Utilidade, ela se tornou

Olhos lacrimejantes, memória entulhada, coração apertado, sorriso escondido são alguns dos ingredientes do cotidiano de Utilidade. A lembrança do seu passado se confunde com o presente e ela se pergunta: o que fiz até hoje, onde chegarei assim?

Tornou-se utilidade para as pessoas com quem conviveu. Sempre correu para dar conta de todas as suas tarefas. Esteve sempre pronta para socorrer a todos que lhe pediam ajuda. Viveu assim por mais de dez anos em um ambiente que parecia, aos olhos do mundo, a perfeição. Mas na verdade não era assim. Todos queriam se sobressair, se engrandecer, se destacar, mesmo que em detrimento de alguém, como no caso de Utilidade.

Aos poucos, Utilidade foi percebendo isso e se enchendo dessa vida. Mesmo assim, continua sendo "utilidade", pois aprendeu a viver assim. Por ser competente, inteligente, ágil e criativa, ela se destacava sempre, principalmente, nas artes do computador. Logo a inveja, o ciúme e a indiferença passaram a ser barreiras com as quais ela se deparava no seu dia-a-dia. O triste de tudo isso, é que Utilidade sempre fazia suas atividades pensando que o todo ganharia com seu trabalho... mas não era isso que acontecia.

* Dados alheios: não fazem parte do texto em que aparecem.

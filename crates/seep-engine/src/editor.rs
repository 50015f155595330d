//! Brush editor: turns pointer and key input into point edits.
//!
//! The brush holds the current paint kind and an erase toggle. It never
//! touches the grid; it only produces [`Edit`] values for the world to
//! apply between ticks.

use seep_core::{CellKind, Edit};

use crate::config::WorldConfig;

/// Input relevant to editing, already decoded from the windowing layer.
#[derive(Clone, Copy, Debug, PartialEq, Eq)]
pub enum InputEvent {
    /// The pointer moved to surface pixel `(x, y)`. `held` is whether any
    /// button is down; only held motion paints.
    Motion {
        /// Horizontal pixel position.
        x: i32,
        /// Vertical pixel position.
        y: i32,
        /// Whether a button is held.
        held: bool,
    },
    /// Advance the paint kind (space bar).
    CycleKind,
    /// Toggle erase mode (backspace).
    ToggleErase,
}

/// Current painting state.
///
/// Starts painting [`CellKind::Solid`] with erase off. Painting writes the
/// current kind at full capacity; erasing writes empty liquid, which is
/// what a fresh grid holds.
///
/// # Examples
///
/// ```
/// use seep_core::{CellKind, Edit};
/// use seep_engine::{Brush, InputEvent};
///
/// let mut brush = Brush::new(20);
/// brush.handle(InputEvent::CycleKind);
/// assert_eq!(brush.kind(), CellKind::Liquid);
///
/// let edit = brush.handle(InputEvent::Motion { x: 45, y: 10, held: true });
/// assert_eq!(edit, Some(Edit::paint(0, 2, CellKind::Liquid)));
///
/// assert_eq!(brush.handle(InputEvent::Motion { x: 45, y: 10, held: false }), None);
/// ```
#[derive(Clone, Debug)]
pub struct Brush {
    kind: CellKind,
    erasing: bool,
    cell_size: u32,
}

impl Brush {
    /// A brush for cells of `cell_size` pixels.
    ///
    /// # Panics
    ///
    /// Panics if `cell_size` is zero.
    pub fn new(cell_size: u32) -> Self {
        assert!(cell_size > 0, "Brush cell_size must be at least 1");
        Self {
            kind: CellKind::Solid,
            erasing: false,
            cell_size,
        }
    }

    /// A brush sized for `config`. The config must have passed
    /// [`validate()`](WorldConfig::validate).
    pub fn from_config(config: &WorldConfig) -> Self {
        Self::new(config.cell_size)
    }

    /// Kind written by the next stroke when not erasing.
    pub fn kind(&self) -> CellKind {
        self.kind
    }

    /// Whether strokes erase.
    pub fn is_erasing(&self) -> bool {
        self.erasing
    }

    /// Advance Solid → Liquid → Gas → Solid. Returns the new kind.
    pub fn cycle_kind(&mut self) -> CellKind {
        self.kind = self.kind.cycle();
        self.kind
    }

    /// Flip erase mode. Returns the new state.
    pub fn toggle_erase(&mut self) -> bool {
        self.erasing = !self.erasing;
        self.erasing
    }

    /// `(row, col)` of the cell containing pixel `(x, y)`.
    ///
    /// Pixels left of or above the surface map to negative coordinates,
    /// which the grid rejects.
    pub fn cell_of(&self, x: i32, y: i32) -> (i32, i32) {
        let size = i64::from(self.cell_size);
        let row = i64::from(y).div_euclid(size);
        let col = i64::from(x).div_euclid(size);
        (row as i32, col as i32)
    }

    /// The edit a stroke at pixel `(x, y)` produces.
    pub fn stroke(&self, x: i32, y: i32) -> Edit {
        let (row, col) = self.cell_of(x, y);
        if self.erasing {
            Edit::erase(row, col)
        } else {
            Edit::paint(row, col, self.kind)
        }
    }

    /// Update state from `event`, returning an edit if it paints.
    pub fn handle(&mut self, event: InputEvent) -> Option<Edit> {
        match event {
            InputEvent::Motion { x, y, held: true } => Some(self.stroke(x, y)),
            InputEvent::Motion { held: false, .. } => None,
            InputEvent::CycleKind => {
                self.cycle_kind();
                None
            }
            InputEvent::ToggleErase => {
                self.toggle_erase();
                None
            }
        }
    }
}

Resultado: ela se cansou e partiu daquele lugar. Queria voar por outras imensidões. Caminhar sobre nuvens. Olhar sem preocupar-se com os afazeres cotidianos. Seu imenso desejo era sorrir, cantar, divertir-se, trabalhar com criatividade sem preocupar-se com o que os outros dirão. Queria trabalhar e ganhar seu próprio dinheiro, coisa que não acontecia antes.

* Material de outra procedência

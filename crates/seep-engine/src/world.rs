//! Lockstep (synchronous) simulation world.
//!
//! [`Simulation`] is the user-facing API for running the automaton. Each
//! call to [`step_sync()`](Simulation::step_sync) queues edits, applies
//! everything pending to the grid, runs the phase pipeline once, and
//! returns the resulting grid.
//!
//! # Ownership model
//!
//! All mutating methods take `&mut self`, and `step_sync()` returns a
//! [`StepResult`] that borrows the grid from `self`. A tick therefore
//! always runs to completion before anything can read or edit the grid.

use std::time::Instant;

use log::{debug, info, warn};
use seep_core::{Cell, CellKind, Edit, EditReceipt, GridError, TickId};
use seep_grid::{Grid, PingPongGrid};
use seep_phase::{execute_phase, Phase, Pipeline};

use crate::config::{ConfigError, WorldConfig};
use crate::ingress::EditQueue;
use crate::metrics::StepMetrics;

// Compile-time assertion: Simulation can move between threads.
const _: () = {
    #[allow(dead_code)]
    fn assert_send<T: Send>() {}
    #[allow(dead_code)]
    fn check() {
        assert_send::<Simulation>();
    }
};

// ── StepResult ──────────────────────────────────────────────────

/// Result of a [`Simulation::step_sync()`] call.
pub struct StepResult<'w> {
    /// Grid state after this tick.
    pub grid: &'w Grid,
    /// One receipt per edit handled this tick.
    ///
    /// Edits rejected at submission (queue full) come first, then every
    /// drained edit in arrival order, applied or rejected.
    pub receipts: Vec<EditReceipt>,
    /// Performance metrics for this tick.
    pub metrics: StepMetrics,
}

// ── Simulation ──────────────────────────────────────────────────

/// Single-threaded world: one grid, one pipeline, one edit queue.
///
/// # Example
///
/// ```
/// use seep_core::{CellKind, Edit};
/// use seep_engine::{Simulation, WorldConfig};
///
/// let config = WorldConfig { rows: 3, cols: 1, ..WorldConfig::default() };
/// let mut world = Simulation::new(config).unwrap();
///
/// let result = world.step_sync(vec![
///     Edit::paint(0, 0, CellKind::Liquid),
///     Edit::paint(2, 0, CellKind::Solid),
/// ]);
/// assert!(result.receipts.iter().all(|r| r.accepted));
/// assert_eq!(result.grid.cell_at(1, 0).unwrap().fill, 1.0);
/// assert_eq!(world.current_tick().0, 1);
/// ```
pub struct Simulation {
    arena: PingPongGrid,
    pipeline: Pipeline,
    queue: EditQueue,
    tick: TickId,
    last_metrics: StepMetrics,
}

impl Simulation {
    /// Create a world running the five standard phases.
    pub fn new(config: WorldConfig) -> Result<Self, ConfigError> {
        Self::with_phases(config, seep_phases::standard_phase_list())
    }

    /// Create a world running `phases` in the given order.
    ///
    /// Validates the configuration and the phase list, then builds an
    /// all-liquid, zero-fill grid.
    pub fn with_phases(
        config: WorldConfig,
        phases: Vec<Box<dyn Phase>>,
    ) -> Result<Self, ConfigError> {
        config.validate()?;
        let pipeline = Pipeline::new(phases)?;
        let grid = Grid::new(config.rows, config.cols)?;
        info!(
            "world created: {}x{} grid, phases {:?}, order-dependent {:?}",
            config.rows,
            config.cols,
            pipeline.names(),
            pipeline.order_dependent()
        );
        Ok(Self {
            arena: PingPongGrid::new(grid),
            pipeline,
            queue: EditQueue::new(config.max_pending_edits),
            tick: TickId::default(),
            last_metrics: StepMetrics::default(),
        })
    }

    /// Queue edits for the next tick without stepping.
    ///
    /// Returns one receipt per edit; accepted edits carry no tick until
    /// they are applied.
    pub fn submit(&mut self, edits: Vec<Edit>) -> Vec<EditReceipt> {
        let receipts = self.queue.submit(edits);
        let rejected = receipts.iter().filter(|r| !r.accepted).count();
        if rejected > 0 {
            warn!(
                "edit queue full (capacity {}): {rejected} edit(s) dropped",
                self.queue.capacity()
            );
        }
        receipts
    }

    /// Execute one tick synchronously.
    ///
    /// Queues `edits`, applies every pending edit to the grid in arrival
    /// order, runs the pipeline, and returns the new grid with receipts
    /// and metrics. Nothing inside a tick can fail; bad edits are reported
    /// through their receipts.
    pub fn step_sync(&mut self, edits: Vec<Edit>) -> StepResult<'_> {
        let tick_start = Instant::now();
        let next = self.tick.next();

        let mut receipts: Vec<EditReceipt> = self
            .submit(edits)
            .into_iter()
            .filter(|r| !r.accepted)
            .collect();

        // 1. Apply pending edits to the published grid.
        let edit_start = Instant::now();
        let mut edits_applied = 0u32;
        for edit in self.queue.drain() {
            match self.arena.published_mut().apply(&edit) {
                Ok(()) => {
                    edits_applied += 1;
                    receipts.push(EditReceipt::applied(next));
                }
                Err(e) => {
                    debug!("tick {next}: {e}");
                    receipts.push(EditReceipt::rejected(e));
                }
            }
        }
        let edit_processing_us = edit_start.elapsed().as_micros() as u64;

        // 2. Run every phase in order.
        let mut phase_us = Vec::with_capacity(self.pipeline.len());
        for phase in self.pipeline.iter() {
            let phase_start = Instant::now();
            execute_phase(phase, &mut self.arena);
            phase_us.push((
                phase.name().to_string(),
                phase_start.elapsed().as_micros() as u64,
            ));
        }

        self.tick = next;
        let total_fill = self.arena.published().total_fill();
        let metrics = StepMetrics {
            total_us: tick_start.elapsed().as_micros() as u64,
            edit_processing_us,
            phase_us,
            edits_applied,
            edits_rejected: receipts.iter().filter(|r| !r.accepted).count() as u32,
            total_fill,
        };
        debug!(
            "tick {next}: {} us, {edits_applied} edit(s) applied, total fill {total_fill:.6}",
            metrics.total_us
        );
        self.last_metrics = metrics.clone();

        StepResult {
            grid: self.arena.published(),
            receipts,
            metrics,
        }
    }

    /// Overwrite one cell immediately, outside the tick loop.
    pub fn set_cell(
        &mut self,
        row: i32,
        col: i32,
        kind: CellKind,
        fill: f64,
    ) -> Result<(), GridError> {
        self.arena.published_mut().set_cell(row, col, kind, fill)
    }

    /// Read one cell of the current grid.
    pub fn cell_at(&self, row: i32, col: i32) -> Result<Cell, GridError> {
        self.arena.published().cell_at(row, col)
    }

    /// The current grid.
    pub fn grid(&self) -> &Grid {
        self.arena.published()
    }

    /// Reset to tick 0 with an all-liquid, zero-fill grid.
    ///
    /// Discards pending edits and clears metrics. Returns the fresh grid.
    pub fn reset(&mut self) -> &Grid {
        self.arena.published_mut().clear();
        self.queue.clear();
        self.tick = TickId::default();
        self.last_metrics = StepMetrics::default();
        info!("world reset to tick 0");
        self.arena.published()
    }

    /// Current tick ID (0 after construction or reset).
    pub fn current_tick(&self) -> TickId {
        self.tick
    }

    /// Metrics from the most recent tick.
    pub fn last_metrics(&self) -> &StepMetrics {
        &self.last_metrics
    }

    /// The phase pipeline.
    pub fn pipeline(&self) -> &Pipeline {
        &self.pipeline
    }

    /// Number of edits waiting for the next tick.
    pub fn pending_edits(&self) -> usize {
        self.queue.len()
    }
}

impl std::fmt::Debug for Simulation {
    fn fmt(&self, f: &mut std::fmt::Formatter<'_>) -> std::fmt::Result {
        let grid = self.arena.published();
        f.debug_struct("Simulation")
            .field("rows", &grid.rows())
            .field("cols", &grid.cols())
            .field("current_tick", &self.tick)
            .field("pipeline", &self.pipeline)
            .field("pending_edits", &self.queue.len())
            .finish()
    }
}

#[cfg(test)]
mod tests {
    use super::*;
    use seep_core::EditError;
    use seep_phase::PipelineError;
    use seep_phases::STANDARD_ORDER;
    use seep_test_utils::{assert_close, ConstFillPhase, IdentityPhase, RecordingPhase};
    use std::sync::{Arc, Mutex};

    fn config(rows: u32, cols: u32) -> WorldConfig {
        WorldConfig {
            rows,
            cols,
            ..WorldConfig::default()
        }
    }

    #[test]
    fn new_world_is_empty_liquid_at_tick_zero() {
        let world = Simulation::new(config(4, 5)).unwrap();
        assert_eq!(world.current_tick(), TickId(0));
        assert_eq!(world.grid().len(), 20);
        assert!(world.grid().cells().iter().all(|c| c.is_liquid() && c.fill == 0.0));
        assert_eq!(world.pipeline().names(), STANDARD_ORDER.to_vec());
    }

    #[test]
    fn invalid_config_is_rejected() {
        let err = Simulation::new(config(0, 5)).unwrap_err();
        assert_eq!(err, ConfigError::Grid(GridError::EmptyGrid));
    }

    #[test]
    fn duplicate_phase_names_are_rejected() {
        let phases: Vec<Box<dyn Phase>> =
            vec![Box::new(IdentityPhase::new("a")), Box::new(IdentityPhase::new("a"))];
        match Simulation::with_phases(config(2, 2), phases) {
            Err(ConfigError::Pipeline(PipelineError::DuplicateName { .. })) => {}
            other => panic!("expected DuplicateName, got {other:?}"),
        }
    }

    #[test]
    fn edits_land_before_phases_run() {
        let mut world = Simulation::new(config(3, 1)).unwrap();
        let result = world.step_sync(vec![
            Edit::paint(0, 0, CellKind::Liquid),
            Edit::paint(2, 0, CellKind::Solid),
        ]);
        assert_eq!(result.receipts, vec![EditReceipt::applied(TickId(1)); 2]);
        assert_eq!(result.grid.cell_at(0, 0).unwrap().fill, 0.0);
        assert_eq!(result.grid.cell_at(1, 0).unwrap().fill, 1.0);
        assert_eq!(result.metrics.edits_applied, 2);
        assert_close(result.metrics.total_fill, 2.0, 1e-12);
    }

    #[test]
    fn out_of_bounds_edit_gets_rejection_receipt() {
        let mut world = Simulation::new(config(2, 2)).unwrap();
        let result = world.step_sync(vec![Edit::erase(2, 0), Edit::erase(0, 0)]);
        assert!(matches!(
            result.receipts[0].reason,
            Some(EditError::OutOfBounds(GridError::CoordOutOfBounds { row: 2, col: 0, .. }))
        ));
        assert!(result.receipts[1].accepted);
        assert_eq!(result.metrics.edits_rejected, 1);
        assert_eq!(result.metrics.edits_applied, 1);
    }

    #[test]
    fn queue_overflow_is_reported() {
        let cfg = WorldConfig {
            max_pending_edits: 2,
            ..config(2, 2)
        };
        let mut world = Simulation::new(cfg).unwrap();
        let edits = vec![Edit::erase(0, 0), Edit::erase(0, 1), Edit::erase(1, 0)];
        let result = world.step_sync(edits);
        assert_eq!(result.receipts.len(), 3);
        assert_eq!(result.receipts[0], EditReceipt::rejected(EditError::QueueFull));
        assert!(result.receipts[1..].iter().all(|r| r.accepted));
    }

    #[test]
    fn submitted_edits_wait_for_the_next_tick() {
        let mut world = Simulation::new(config(2, 2)).unwrap();
        let receipts = world.submit(vec![Edit::paint(1, 1, CellKind::Solid)]);
        assert_eq!(receipts, vec![EditReceipt::queued()]);
        assert_eq!(world.pending_edits(), 1);
        assert!(world.cell_at(1, 1).unwrap().is_liquid());

        let result = world.step_sync(Vec::new());
        assert_eq!(result.receipts, vec![EditReceipt::applied(TickId(1))]);
        assert!(world.cell_at(1, 1).unwrap().is_solid());
        assert_eq!(world.pending_edits(), 0);
    }

    #[test]
    fn metrics_name_every_phase() {
        let mut world = Simulation::new(config(2, 2)).unwrap();
        world.step_sync(Vec::new());
        let names: Vec<&str> = world
            .last_metrics()
            .phase_us
            .iter()
            .map(|(n, _)| n.as_str())
            .collect();
        assert_eq!(names, STANDARD_ORDER.to_vec());
    }

    #[test]
    fn set_cell_is_bounds_checked() {
        let mut world = Simulation::new(config(2, 2)).unwrap();
        world.set_cell(1, 1, CellKind::Gas, 0.5).unwrap();
        assert_eq!(world.cell_at(1, 1).unwrap().kind, CellKind::Gas);
        let before = world.grid().clone();
        assert!(world.set_cell(-1, 0, CellKind::Solid, 1.0).is_err());
        assert_eq!(world.grid(), &before);
    }

    #[test]
    fn reset_clears_grid_queue_and_tick() {
        let mut world = Simulation::new(config(2, 2)).unwrap();
        world.step_sync(vec![Edit::paint(0, 0, CellKind::Solid)]);
        world.submit(vec![Edit::paint(1, 1, CellKind::Gas)]);
        let grid = world.reset().clone();
        assert!(grid.cells().iter().all(|c| c.is_liquid() && c.fill == 0.0));
        assert_eq!(world.current_tick(), TickId(0));
        assert_eq!(world.pending_edits(), 0);
        assert_eq!(world.last_metrics(), &StepMetrics::default());
    }

    #[test]
    fn custom_pipeline_runs_in_order() {
        let phases: Vec<Box<dyn Phase>> = vec![
            Box::new(IdentityPhase::new("first")),
            Box::new(IdentityPhase::progressive("second")),
        ];
        let mut world = Simulation::with_phases(config(2, 2), phases).unwrap();
        assert_eq!(world.pipeline().order_dependent(), vec!["second"]);
        let result = world.step_sync(vec![Edit::paint(0, 1, CellKind::Liquid)]);
        assert_eq!(result.grid.cell_at(0, 1).unwrap().fill, 1.0);
    }

    #[test]
    fn every_phase_runs_once_per_tick() {
        let log = Arc::new(Mutex::new(Vec::new()));
        let phases: Vec<Box<dyn Phase>> = vec![
            Box::new(RecordingPhase::new("before", log.clone())),
            Box::new(ConstFillPhase::new("flood", CellKind::Gas, 0.25)),
            Box::new(RecordingPhase::new("after", log.clone())),
        ];
        let mut world = Simulation::with_phases(config(2, 2), phases).unwrap();
        let result = world.step_sync(vec![Edit::paint(0, 0, CellKind::Solid)]);
        assert!(result.grid.cell_at(0, 0).unwrap().is_solid());
        assert_eq!(result.grid.cell_at(1, 1).unwrap().kind, CellKind::Gas);
        assert_close(result.metrics.total_fill, 1.75, 1e-12);
        world.step_sync(Vec::new());
        assert_eq!(*log.lock().unwrap(), vec!["before", "after", "before", "after"]);
    }
}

Mas para sua surpresa, já se passaram três anos e ela não atingiu seus objetivos. Continua segurando chifres, fazendo e fazendo coisas, preparando e criando situações para um cotidiano melhor... e suas ações continuam sem lhe merecer a gratidão e o reconhecimento merecido.

Utilidade está decepcionada consigo mesma, com os outros, com o mundo. Antes, quando solteira sofreu o descaso. Agora, como esposa e mãe também não conseguiu sua realização. Já percebeu que serve como “utilidade doméstica”, “utilidade profissional”, “utilidade para proporcionar isso ou aquilo”. Mas seu verdadeiro desejo de se tornar alguém reconhecida, por seus méritos mais nobres, parece longe de ser alcançado.

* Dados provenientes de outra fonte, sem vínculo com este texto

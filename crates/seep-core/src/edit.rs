//! Point edits and their receipts.
//!
//! An [`Edit`] overwrites one cell wholesale between ticks. Edits are an
//! explicit source or sink of fill and are never checked against
//! conservation; the only validation is the bounds check when applied.

use crate::cell::{CellKind, CAPACITY};
use crate::error::EditError;
use crate::id::TickId;

/// Overwrite the cell at `(row, col)` with `kind` and `fill`.
///
/// Coordinates are signed so that raw input positions (which can fall off
/// the surface) reach the bounds check instead of wrapping.
///
/// # Examples
///
/// ```
/// use seep_core::{CellKind, Edit};
///
/// let paint = Edit::paint(2, 5, CellKind::Solid);
/// assert_eq!(paint.fill, 1.0);
///
/// let erase = Edit::erase(2, 5);
/// assert_eq!(erase.kind, CellKind::Liquid);
/// assert_eq!(erase.fill, 0.0);
///
/// assert!(Edit::from_raw(0, 0, 7, 1.0).is_err());
/// ```
#[derive(Clone, Copy, Debug, PartialEq)]
pub struct Edit {
    /// Target row.
    pub row: i32,
    /// Target column.
    pub col: i32,
    /// Kind written into the cell.
    pub kind: CellKind,
    /// Fill written into the cell.
    pub fill: f64,
}

impl Edit {
    /// An arbitrary overwrite.
    pub fn new(row: i32, col: i32, kind: CellKind, fill: f64) -> Self {
        Self {
            row,
            col,
            kind,
            fill,
        }
    }

    /// Paint a full cell of `kind`.
    pub fn paint(row: i32, col: i32, kind: CellKind) -> Self {
        Self::new(row, col, kind, CAPACITY)
    }

    /// Reset a cell to empty liquid, the grid's initial state.
    pub fn erase(row: i32, col: i32) -> Self {
        Self::new(row, col, CellKind::Liquid, 0.0)
    }

    /// Build an edit from a raw kind tag, rejecting unknown tags.
    pub fn from_raw(row: i32, col: i32, tag: u8, fill: f64) -> Result<Self, EditError> {
        Ok(Self::new(row, col, CellKind::try_from(tag)?, fill))
    }
}

/// Outcome of one submitted [`Edit`].
#[derive(Clone, Debug, PartialEq, Eq)]
pub struct EditReceipt {
    /// Whether the edit was written into the grid.
    pub accepted: bool,
    /// The tick whose input grid contained the edit, if accepted.
    pub applied_tick: Option<TickId>,
    /// Why the edit was rejected, if it was.
    pub reason: Option<EditError>,
}

impl EditReceipt {
    /// Receipt for an edit accepted into a queue but not yet written.
    pub fn queued() -> Self {
        Self {
            accepted: true,
            applied_tick: None,
            reason: None,
        }
    }

    /// Receipt for an edit written ahead of `tick`.
    pub fn applied(tick: TickId) -> Self {
        Self {
            accepted: true,
            applied_tick: Some(tick),
            reason: None,
        }
    }

    /// Receipt for a rejected edit.
    pub fn rejected(reason: EditError) -> Self {
        Self {
            accepted: false,
            applied_tick: None,
            reason: Some(reason),
        }
    }
}

#[cfg(test)]
mod tests {
    use super::*;

    #[test]
    fn from_raw_maps_known_tags() {
        let e = Edit::from_raw(1, 2, 2, 0.4).unwrap();
        assert_eq!(e.kind, CellKind::Gas);
        assert_eq!(e.fill, 0.4);
    }

    #[test]
    fn from_raw_rejects_unknown_tag() {
        assert_eq!(
            Edit::from_raw(1, 2, 9, 0.4),
            Err(EditError::InvalidKind { tag: 9 })
        );
    }

    #[test]
    fn receipts() {
        let ok = EditReceipt::applied(TickId(3));
        assert!(ok.accepted);
        assert_eq!(ok.applied_tick, Some(TickId(3)));
        let bad = EditReceipt::rejected(EditError::QueueFull);
        assert!(!bad.accepted);
        assert_eq!(bad.reason, Some(EditError::QueueFull));
    }
}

Trabalha há dois anos em um projeto que parece quase no fim, mas o fim não chega porque há sempre algo no caminho. Ora é o desenvolvedor. Ora é o momento. Ora é um desafio doméstico. Ora é algo pessoal. E assim, os centavos por seu trabalho ainda não chegaram. Sente-se ainda mais como “utilidade” porque depende financeiramente de seu esposo. Ela que sempre quis ser independente financeiramente....

Parece que Utilidade ainda tem muito caminho a percorrer para alcançar seus objetivos. Enquanto isso não acontece, vamos cuidar do nosso cotidiano para não cairmos nos mesmos desafios que a nossa amiga. Por sua experiência, sabemos que desejo não é realização nem garantia de sucesso. Só nos resta cuidar de nossas experiências, de nossas escolhas, de nossos desejos para que não nos precipitemos nas decisões.